“En la profunda noche oscura del alma las licorerías y los bares están cerrados”. (Lucia Berlin. “Inmanejable” (Manual para mujeres de la limpieza).

Despierto mucho antes de que el sol de la Alcarria se decida a prestar su servicio cotidiano. La casa en ese estadío intermedio entre el estremecimiento y la tibieza. Me envuelvo en la bata gris de estrellas, que huele al humo perfumado de la chimenea anoche. Bajo al salón y me sobresalta el arrastrar de mis propios pasos por la escalera. Mi perro aparece en cuanto me siente y me pisa los talones, sin rencor. Sólo he conocido una persona a la que no le alteren los madrugones insomnes y los salude con el alborozo de cada comienzo: se llama Brontë (con diéresis o sin ella, según la prisa).

“Mi perro es una buena persona. Una de las mejores personas que conozco”. Eso diría si tuviera que presentarle en un summit de esos que proliferan como setas (lo que antes eran cumbres, a veces precipicios).

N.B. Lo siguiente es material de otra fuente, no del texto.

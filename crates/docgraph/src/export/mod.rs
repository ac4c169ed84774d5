//! Export of documented module trees for external renderers.
//!
//! - **JSON**: one nested object per module, with classes, functions,
//!   variables and submodules

pub mod json;

pub use json::{export_json, export_json_value};
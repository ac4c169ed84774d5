//! JSON export for web-based renderers.

use crate::doc::{ClassDoc, Doc, FunctionDoc, ModuleDoc};
use crate::error::{DocError, Result};
use crate::graph::{Context, EntityId};
use serde_json::{json, Value};

/// Export a module and its submodules as pretty-printed JSON.
///
/// URLs are relative to each module's own page.
pub fn export_json(ctx: &Context, module: EntityId) -> Result<String> {
    let value = export_json_value(ctx, module)?;
    serde_json::to_string_pretty(&value)
        .map_err(|e| DocError::serialization("failed to serialize module tree", e))
}

/// Export a module and its submodules as a JSON value.
pub fn export_json_value(ctx: &Context, module: EntityId) -> Result<Value> {
    let doc = ctx.doc(module).and_then(|doc| doc.as_module()).ok_or_else(|| {
        DocError::NotAModule {
            refname: ctx
                .get(module)
                .map(|_| ctx.refname(module))
                .unwrap_or_else(|| module.to_string()),
        }
    })?;
    Ok(module_value(doc))
}

fn module_value(module: ModuleDoc<'_>) -> Value {
    let page = Some(module.id());
    json!({
        "name": module.name(),
        "refname": module.refname(),
        "url": module.url(None, "", false),
        "docstring": module.docstring(),
        "is_package": module.is_package(),
        "is_namespace": module.is_namespace(),
        "supermodule": module.supermodule().map(|m| m.refname()),
        "variables": module.variables(true).iter().map(|v| variable_value(*v, page)).collect::<Vec<_>>(),
        "functions": module
            .functions(true)
            .iter()
            .filter_map(|f| f.as_function())
            .map(|f| function_value(f, page))
            .collect::<Vec<_>>(),
        "classes": module
            .classes(true)
            .iter()
            .filter_map(|c| c.as_class())
            .map(|c| class_value(c, page))
            .collect::<Vec<_>>(),
        "submodules": module
            .submodules()
            .iter()
            .filter_map(|m| m.as_module())
            .map(module_value)
            .collect::<Vec<_>>(),
    })
}

fn common(doc: Doc<'_>, page: Option<EntityId>) -> serde_json::Map<String, Value> {
    let mut map = serde_json::Map::new();
    map.insert("name".into(), json!(doc.name()));
    map.insert("type".into(), json!(doc.entity_type().to_string()));
    map.insert("refname".into(), json!(doc.refname()));
    map.insert("qualname".into(), json!(doc.qualname()));
    map.insert("url".into(), json!(doc.url(page, "", false)));
    map.insert("docstring".into(), json!(doc.docstring()));
    map.insert("inherits".into(), json!(doc.inherits().map(|d| d.refname())));
    map
}

fn variable_value(doc: Doc<'_>, page: Option<EntityId>) -> Value {
    let mut map = common(doc, page);
    if let Some(var) = doc.as_variable() {
        map.insert("instance_var".into(), json!(var.is_instance_var()));
    }
    Value::Object(map)
}

fn function_value(function: FunctionDoc<'_>, page: Option<EntityId>) -> Value {
    let mut map = common(*function, page);
    map.insert("funcdef".into(), json!(function.funcdef()));
    map.insert("method".into(), json!(function.is_method()));
    map.insert("params".into(), json!(function.params(true, None)));
    map.insert("return_annotation".into(), json!(function.return_annotation(None)));
    Value::Object(map)
}

fn class_value(class: ClassDoc<'_>, page: Option<EntityId>) -> Value {
    let ctx = class.context();
    let mut map = common(*class, page);
    map.insert("params".into(), json!(class.params(true, None)));
    map.insert(
        "mro".into(),
        json!(class.mro(false).iter().map(|r| ctx.ref_refname(r)).collect::<Vec<_>>()),
    );
    map.insert(
        "subclasses".into(),
        json!(class.subclasses().iter().map(|r| ctx.ref_refname(r)).collect::<Vec<_>>()),
    );
    map.insert(
        "class_variables".into(),
        Value::Array(class.class_variables(true, true).iter().map(|v| variable_value(*v, page)).collect()),
    );
    map.insert(
        "instance_variables".into(),
        Value::Array(
            class.instance_variables(true, true).iter().map(|v| variable_value(*v, page)).collect(),
        ),
    );
    map.insert(
        "methods".into(),
        Value::Array(
            class
                .methods(true, true)
                .iter()
                .chain(class.functions(true, true).iter())
                .filter_map(|f| f.as_function())
                .map(|f| function_value(f, page))
                .collect(),
        ),
    );
    Value::Object(map)
}

#[cfg(test)]
mod tests {
    use super::*;
    use crate::{link_inheritance, DocConfig, ModuleBuilder};
    use docgraph_reflect_api::MemoryProvider;

    fn context() -> (Context, EntityId) {
        let mut provider = MemoryProvider::new();
        let pkg = provider.add_package("pkg");
        let shapes = provider.add_module("pkg.shapes");
        let base = provider.add_class(shapes, "Shape", &[], "A shape.");
        provider.add_method(base, "area", "Compute the area.");
        provider.add_class(shapes, "Square", &[base], "A square.");
        provider.add_function(shapes, "unit", "The unit square.");
        provider.add_function(pkg, "main", "Entry point.");

        let config = DocConfig::default();
        let (mut ctx, id) = ModuleBuilder::new(&provider, &config)
            .build_standalone("pkg")
            .unwrap();
        link_inheritance(&mut ctx, &config).unwrap();
        (ctx, id)
    }

    #[test]
    fn test_export_json_tree() {
        let (ctx, id) = context();
        let value = export_json_value(&ctx, id).unwrap();

        assert_eq!(value["refname"], "pkg");
        assert_eq!(value["url"], "pkg/index.html");
        assert_eq!(value["functions"][0]["name"], "main");
        assert_eq!(value["functions"][0]["url"], "#pkg.main");

        let shapes = &value["submodules"][0];
        assert_eq!(shapes["refname"], "pkg.shapes");
        let square = &shapes["classes"][1];
        assert_eq!(square["name"], "Square");
        assert_eq!(square["mro"][0], "pkg.shapes.Shape");
        assert_eq!(square["methods"][0]["inherits"], "pkg.shapes.Shape.area");
        assert_eq!(square["methods"][0]["docstring"], "Compute the area.");
    }

    #[test]
    fn test_export_json_string() {
        let (ctx, id) = context();
        let json = export_json(&ctx, id).unwrap();
        assert!(json.contains("\"refname\": \"pkg.shapes.Square\""));
    }

    #[test]
    fn test_export_non_module_fails() {
        let (ctx, _) = context();
        let class = ctx.lookup("pkg.shapes.Shape").unwrap();
        let err = export_json_value(&ctx, class).unwrap_err();
        assert!(matches!(err, DocError::NotAModule { refname } if refname == "pkg.shapes.Shape"));
    }
}
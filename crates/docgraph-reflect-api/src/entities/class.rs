use super::{ObjectId, Signature};
use serde::{Deserialize, Serialize};

/// Description of a type
#[derive(Debug, Clone, PartialEq, Serialize, Deserialize)]
pub struct ClassInfo {
    pub name: String,

    /// Dotted name of the declaring module
    pub module: String,

    pub qualname: String,

    pub object: ObjectId,

    pub docstring: Option<String>,

    /// Docstring of the constructor; `None` when the constructor is the
    /// universal base's default
    pub init_docstring: Option<String>,

    /// Constructor signature including the leading `self`
    pub init_signature: Option<Signature>,

    /// Names declared in `__slots__`
    pub slots: Vec<String>,
}

impl ClassInfo {
    pub fn new(
        name: impl Into<String>,
        module: impl Into<String>,
        qualname: impl Into<String>,
        object: ObjectId,
    ) -> Self {
        Self {
            name: name.into(),
            module: module.into(),
            qualname: qualname.into(),
            object,
            docstring: None,
            init_docstring: None,
            init_signature: None,
            slots: Vec::new(),
        }
    }
}
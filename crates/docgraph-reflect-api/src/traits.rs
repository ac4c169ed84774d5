use crate::entities::{ClassInfo, MemberInfo, NamespaceInfo, ObjectId, Signature, TypeRef};
use crate::errors::{ReflectError, ReflectResult};
use std::fs;
use std::path::{Path, PathBuf};

/// Source of introspected program structure
///
/// The documentation graph never looks at runtime objects directly; every
/// question about a namespace, type or callable goes through this trait.
/// Handles ([`ObjectId`]) are opaque to callers and only meaningful to the
/// provider that issued them.
///
/// # Thread Safety
/// Implementations must be `Send + Sync` so one provider can feed several
/// independent contexts.
///
/// # Example
/// ```rust,ignore
/// use docgraph_reflect_api::{MemoryProvider, ReflectionProvider};
///
/// let mut provider = MemoryProvider::new();
/// let module = provider.add_module("pkg");
/// provider.add_function(module, "run", "Run it.");
///
/// let info = provider.import_module("pkg")?;
/// assert_eq!(provider.module_members(info.object)?.len(), 1);
/// ```
pub trait ReflectionProvider: Send + Sync {
    /// Import the namespace with the given dotted name
    fn import_module(&self, name: &str) -> ReflectResult<NamespaceInfo>;

    /// All members of a namespace, in declaration order
    fn module_members(&self, module: ObjectId) -> ReflectResult<Vec<MemberInfo>>;

    /// Look up one member by name (used for export lists)
    fn module_member(&self, module: ObjectId, name: &str) -> ReflectResult<Option<MemberInfo>> {
        Ok(self
            .module_members(module)?
            .into_iter()
            .find(|member| member.name == name))
    }

    /// Names of the submodules of a package
    ///
    /// Default implementation lists the package search paths on disk. Can be
    /// overridden by providers that do not live on a filesystem.
    fn submodule_names(
        &self,
        namespace: &NamespaceInfo,
        suffixes: &[String],
    ) -> ReflectResult<Vec<String>> {
        list_submodules(&namespace.search_paths, suffixes)
    }

    /// Describe a type
    fn class_info(&self, class: ObjectId) -> ReflectResult<ClassInfo>;

    /// Members declared directly on a type, in declaration order
    fn class_members(&self, class: ObjectId) -> ReflectResult<Vec<MemberInfo>>;

    /// Look up a member declared directly on a type
    fn class_member(&self, class: ObjectId, name: &str) -> ReflectResult<Option<MemberInfo>> {
        Ok(self
            .class_members(class)?
            .into_iter()
            .find(|member| member.name == name))
    }

    /// Method resolution order, starting with the type itself
    fn mro(&self, class: ObjectId) -> ReflectResult<Vec<TypeRef>>;

    /// Direct subclasses known to the provider
    fn subclasses(&self, class: ObjectId) -> ReflectResult<Vec<TypeRef>>;

    /// Whether the type is the universal base every type derives from
    fn is_root_type(&self, ty: &TypeRef) -> bool {
        ty.module == "builtins" && ty.qualname == "object"
    }

    /// Raw (uncleaned) docstring of any object
    fn docstring(&self, object: ObjectId) -> Option<String>;

    /// Qualified name of a callable or type
    fn qualname(&self, object: ObjectId) -> Option<String>;

    /// Raw source text of a module, type or callable
    fn source(&self, object: ObjectId) -> Option<String>;

    /// Signature of a callable; `None` when not introspectable
    fn signature(&self, callable: ObjectId) -> Option<Signature>;

    /// Whether a callable is a coroutine function
    fn is_async(&self, _callable: ObjectId) -> bool {
        false
    }
}

/// Enumerate submodule names under package search paths
///
/// Entries starting with `.`, `__pycache__` or `__init__.py` are skipped.
/// Files ending in one of `suffixes` yield their name without the
/// extension; directories yield their name unless it contains a dot. Each
/// directory is listed in name order and duplicates are dropped.
pub fn list_submodules(paths: &[PathBuf], suffixes: &[String]) -> ReflectResult<Vec<String>> {
    let mut names: Vec<String> = Vec::new();

    for path in paths {
        let mut entries: Vec<(String, bool)> = Vec::new();
        for entry in fs::read_dir(path).map_err(|e| ReflectError::IoError(path.clone(), e))? {
            let entry = entry.map_err(|e| ReflectError::IoError(path.clone(), e))?;
            let file_name = entry.file_name().to_string_lossy().into_owned();
            entries.push((file_name, entry.path().is_dir()));
        }
        entries.sort();

        for (file_name, is_dir) in entries {
            if file_name.starts_with('.')
                || file_name.starts_with("__pycache__")
                || file_name.starts_with("__init__.py")
            {
                continue;
            }
            let root = if is_dir {
                // Only dotless directories can be imported as packages
                if file_name.contains('.') {
                    continue;
                }
                file_name.as_str()
            } else if suffixes.iter().any(|suffix| file_name.ends_with(suffix.as_str())) {
                strip_extension(&file_name)
            } else {
                continue;
            };
            if !names.iter().any(|name| name == root) {
                names.push(root.to_string());
            }
        }
    }

    Ok(names)
}

fn strip_extension(file_name: &str) -> &str {
    Path::new(file_name)
        .file_stem()
        .and_then(|stem| stem.to_str())
        .unwrap_or(file_name)
}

Ojalá, dice Lucia Berlin en el relato que recupero con la luz justa de mi rincón de amaneceres, “ojalá tuviera un perro para sacarlo a pasear”. Ella, o su protagonista – tanto da- es una madre alcohólica a un paso del delirium tremens, con poco más de un dólar en calderilla y demasiado pronto para llamar a la puerta de un bar. Su hijo le ha confiscado las llaves del coche. Sus vecinos no le dirigen la palabra. Es una borracha crónica, eso lo que más. Y también una madre preocupada por poner la secadora para que la camisa y los calcetines de su hijo mayor estén a punto. Es una perdedora a la que en este momento del relato le da lo mismo perder. Sólo quiere un trago. O en su defecto una bebida con mucho azúcar que engañe a su adicción y aturulle a su estómago el tiempo suficiente como para que abra la tienda de licores.

Para un alcohólico no hay momento más esperado que la apertura del bar de confianza. En realidad, de cualquier bar o colmado que dispense licores (la confianza vendrá sobrevenida).

Y la coartada para salir a la calle demasiado pronto sin ser la comidilla del barrio es el perro. El paseo necesario para que haga sus necesidades. La bolsa de recogida de miserias siempre a mano. El relente agitando sus alas en la Alcarria feliz, ese lugar perdido y a un paso de Madrid, para entendernos.

Cuanto más baja de esperanza estoy, más necesito a Brontë. Él huele mi estado de ánimo y se acompasa peludo y expectante. A veces de pura gratitud juego con él y finjo que voy a robarle la pelota. Cuando más abatimiento, más gozo al sentirle detrás de mi cuello en el sofá, ese lugar preferido donde mi perro hace de gato y respira pesado, confiado en que eso es amor verdadero y lo demás mondingas.

Lo mejor de un día cualquiera en la Alcarria, te diría,  es el primer paseo con Brontë. Su trote loco al abrir la puerta que da al Corralejo, como un torete que embistiera su propia sombra. Mis botas con forro de borrego, el diminuto bolso para el móvil y la gran decisión primera: ¿vamos por las Noguerillas, mi amor, o por la carretera al olivar? Y a él todo le va bien, con tal de ir. No hay moros en la costa casi nunca. Acaso algún vecino subido en su tractor, que te lanza un saludo lacónico y se borra despacio, como a cámara lenta entre zarzas y tierras bien aradas, en una simetría deslumbrante.

A Brontë los tractores le traen al pairo; él está concentrado en devorar higos caídos, restos de racimos de uvas, deliciosas nueces que ha aprendido a cascar con sus colmillos, y en marcar territorio acá o allá con poca convicción, como un adolescente posturista. Y me deja sumirme en pensamientos colgados de las curvas del camino. La tierra rojo sangre, los chopos amarillos, las bellotas parduzcas. Y apenas se distancia de mi sombra, para guardarme el aire. Y nota mis jadeos en las cuestas, y el peso de mis pies tronchando cavidades con hojas que el Otoño ha colocado a capricho. Y cuando de repente se vislumbra un prado, una extensión en llano con restos de la siembra que ya fue, se vuelve medio loco y persigue fantasmas, y a mí me da la risa.

Lo mejor de las mañanas para las borrachas de alegría con síndrome no son los bares, mi querida Lucia Berlin, son los lametazos de Brontë en mis orejas, en el hueco del cuello y hasta la frante. El ruido de la puerta que lo pone nervioso y expectante. El paseo frugal de la mañana, manos en los bolsillos. Deseando que el poso de la desesperanza se lo lleven las letras de los libros que cuelgan de los árboles. Las patas de mi perro en su loca salida cotidiana que es una danza a dos, a tres o a cuatro.

Tan cálido y amigo como el primer trago de licor a sólo unos minutos de este delirium tremens.